Rimanere a casa per forza ha stimolato l’ingegno di migliaia di cittadini che si sono ritrovati con cacciaviti e zappe in mano. Piccole riparazioni e bricolage sono stati i settori più gettonati ma anche le riparazioni di impianti elettrici e idraulici sono andate alla grande. Tutto il contrario dei cosiddetti Millennials che al minimo problema alla lavatrice la mandano in discarica e ne comprano una nuova.

Durante il periodo dell’isolamento forzato in casa per le note vicende legate al virus, gli italiani si sono scoperti bravi tuttofare nei piccoli lavori domestici. Non sono chiacchiere da bar dello Sport ma è il risultato di uno studio “Gli italiani e il DoItYourself (DIY)”, l’equivalente del nostro fai-da-te.

La ricerca è stata commissionata da TaskRabbit, una piattaforma on line di servizi vari e di problem solving nel fai-da-te, che incrocia domanda e offerta, con la quale l’utente si connette a tasker qualificati per aiuti nelle pulizie, montaggio e smontaggio mobili, piccoli lavori idraulici ed edili, giardinaggio ed altro ancora.

Nata negli USA, l’azienda si è estesa in Europa ed anche in Italia, con sedi a Roma e Milano. Ebbene dallo studio è emerso che più di 2/3 degli intervistati si è scoperto molto più attento al riutilizzo degli oggetti. Nel periodo in cui si doveva restare forzatamente in casa, dopo i primi momenti in cui si passava dal divano al letto e ritorno, 1 italiano su 2 ha iniziato a dedicarsi a piccole riparazioni domestiche. Roma ha sopravanzato Milano e le donne hanno sovrastato gli uomini. C’era da dubitarne?

Lo studio è stato effettuato da Mps Research, società di ricerche di marketing e socio-economiche, nel mese di giugno scorso, su un campione rappresentativo della popolazione italiana. Metà degli intervistati hanno dichiarato di aver ricomposto i mobili per renderli adatti ad usi diversi da prima. Nonostante questa loro volontà di darsi da fare, moltissimi di loro hanno mostrato impaccio, impreparazione ed ignoranza su quale fosse la vite migliore per un mobile ben fatto, cioè quella a brugola, la più impiegata per gli accessori e oggetti che fanno parte dell’arredamento di un ambiente.

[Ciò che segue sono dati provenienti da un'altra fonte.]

use std::sync::Arc;

use tracing::{debug, info, warn};
use uuid::Uuid;

use shared_config::AppConfig;
use shared_utils::password::hash_password;

use crate::models::{
    CreatePatientRequest, NewPatient, Patient, PatientChanges, PatientError, UpdatePatientRequest,
};
use crate::services::repository::{PatientRepository, PostgrestPatientRepository};

pub struct PatientService {
    repository: Arc<dyn PatientRepository>,
}

impl PatientService {
    pub fn new(config: &AppConfig) -> Self {
        Self {
            repository: Arc::new(PostgrestPatientRepository::new(config)),
        }
    }

    pub fn with_repository(repository: Arc<dyn PatientRepository>) -> Self {
        Self { repository }
    }

    pub async fn create_patient(&self, request: CreatePatientRequest) -> Result<Patient, PatientError> {
        debug!("Creating patient: {}", request.email);
        request.validate()?;

        if self.repository.find_by_email(request.email.clone()).await?.is_some() {
            warn!("Rejected patient registration: email {} already in use", request.email);
            return Err(PatientError::EmailAlreadyExists);
        }

        let password_hash = hash_password(&request.password)
            .map_err(|e| PatientError::PasswordHashError(e.to_string()))?;

        let patient = self.repository.create(NewPatient {
            name: request.name,
            email: request.email,
            birth_date: request.birth_date,
            cellphone: request.cellphone,
            password_hash,
        }).await?;

        info!("Patient created with ID: {}", patient.id);
        Ok(patient)
    }

    pub async fn list_patients(&self) -> Result<Vec<Patient>, PatientError> {
        self.repository.find_all().await
    }

    pub async fn get_patient(&self, patient_id: Uuid) -> Result<Patient, PatientError> {
        debug!("Fetching patient: {}", patient_id);
        self.repository.find_by_id(patient_id).await?
            .ok_or(PatientError::NotFound(patient_id))
    }

    pub async fn update_patient(
        &self,
        patient_id: Uuid,
        request: UpdatePatientRequest,
    ) -> Result<Patient, PatientError> {
        debug!("Updating patient: {}", patient_id);
        request.validate()?;

        let existing = self.get_patient(patient_id).await?;

        if let Some(email) = request.email.as_ref().filter(|email| **email != existing.email) {
            if self.repository.find_by_email(email.clone()).await?.is_some() {
                return Err(PatientError::EmailAlreadyExists);
            }
        }

        let password_hash = request.password.as_deref()
            .map(hash_password)
            .transpose()
            .map_err(|e| PatientError::PasswordHashError(e.to_string()))?;

        let changes = PatientChanges {
            name: request.name,
            email: request.email,
            birth_date: request.birth_date,
            cellphone: request.cellphone,
            password_hash,
        };

        self.repository.update(patient_id, changes).await?
            .ok_or(PatientError::NotFound(patient_id))
    }

    pub async fn delete_patient(&self, patient_id: Uuid) -> Result<(), PatientError> {
        self.get_patient(patient_id).await?;

        if !self.repository.remove(patient_id).await? {
            return Err(PatientError::NotFound(patient_id));
        }

        info!("Patient {} deleted", patient_id);
        Ok(())
    }
}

La “generazione Y“, ovvero quella che comprende i nati tra il 1985 e 2005 i quali, essendo diventati adulti nel corso del nuovo millennio, spesso vengo definiti dagli studiosi del costume sociale Millennials, ha dato risposte sorprendenti. In dettaglio, più di 1/3 cambia l’elettrodomestico se si rompe, non considerando per nulla la possibile riparazione; in caso di rottura preferisce portare al macero il mobile; di rimpiazzare un pezzo di arredamento se non garba più.

Più della metà dei Millennials ha manifestato una certa sensibilità verso la sostenibilità. Preferisce, infatti, acquistare prodotti ecosostenibili per i lavori fai-da-te ed adottano più volentieri soluzioni orientate al risparmio energetico domestico. Molta alta è l’attenzione per gli oggetti e mobili realizzati con materiali naturali o da aziende ecologiche.

Restare molto tempo in casa ha costretto migliaia di italiani ad arrabattarsi alla meglio e le attività scelte sono state diverse tra uomo e donna. I primi hanno privilegiato le riparazioni elettriche ed il montaggio mobile. Le seconde, il giardinaggio.

La direttrice di TaskRabbit Europa Cornelia Raportaru ha dichiarato “…Gli italiani sono molto attenti alla sostenibilità e noi stiamo incoraggiando un cambiamento di mentalità per convincere le persone a riparare oggetti rotti, piuttosto che buttarli. Siamo dotati di 3000 tasker che offrono le loro competenze in Italia, che possono aiutare nelle attività di riparazione, riutilizzo e riciclo degli oggetti pre-utilizzati…”.

Cornelia Raportaru

Che gli italiani stiano attenti alla sostenibilità è tutto da verificare, ma noi lo speriamo vivamente. Da questa analisi è comunque emerso uno spaccato sconosciuto ai più e che a qualcuno ha dato occasione di sbarcare il lunario, in attesa di tempi migliori. Per alcuni, col tempo, è diventato un vero e proprio lavoro.

Tuttavia per una prospettiva meno precaria sono necessarie scelte politiche ed economiche che privilegiano i nostri concittadini più in difficoltà. Altrimenti, non se ne esce.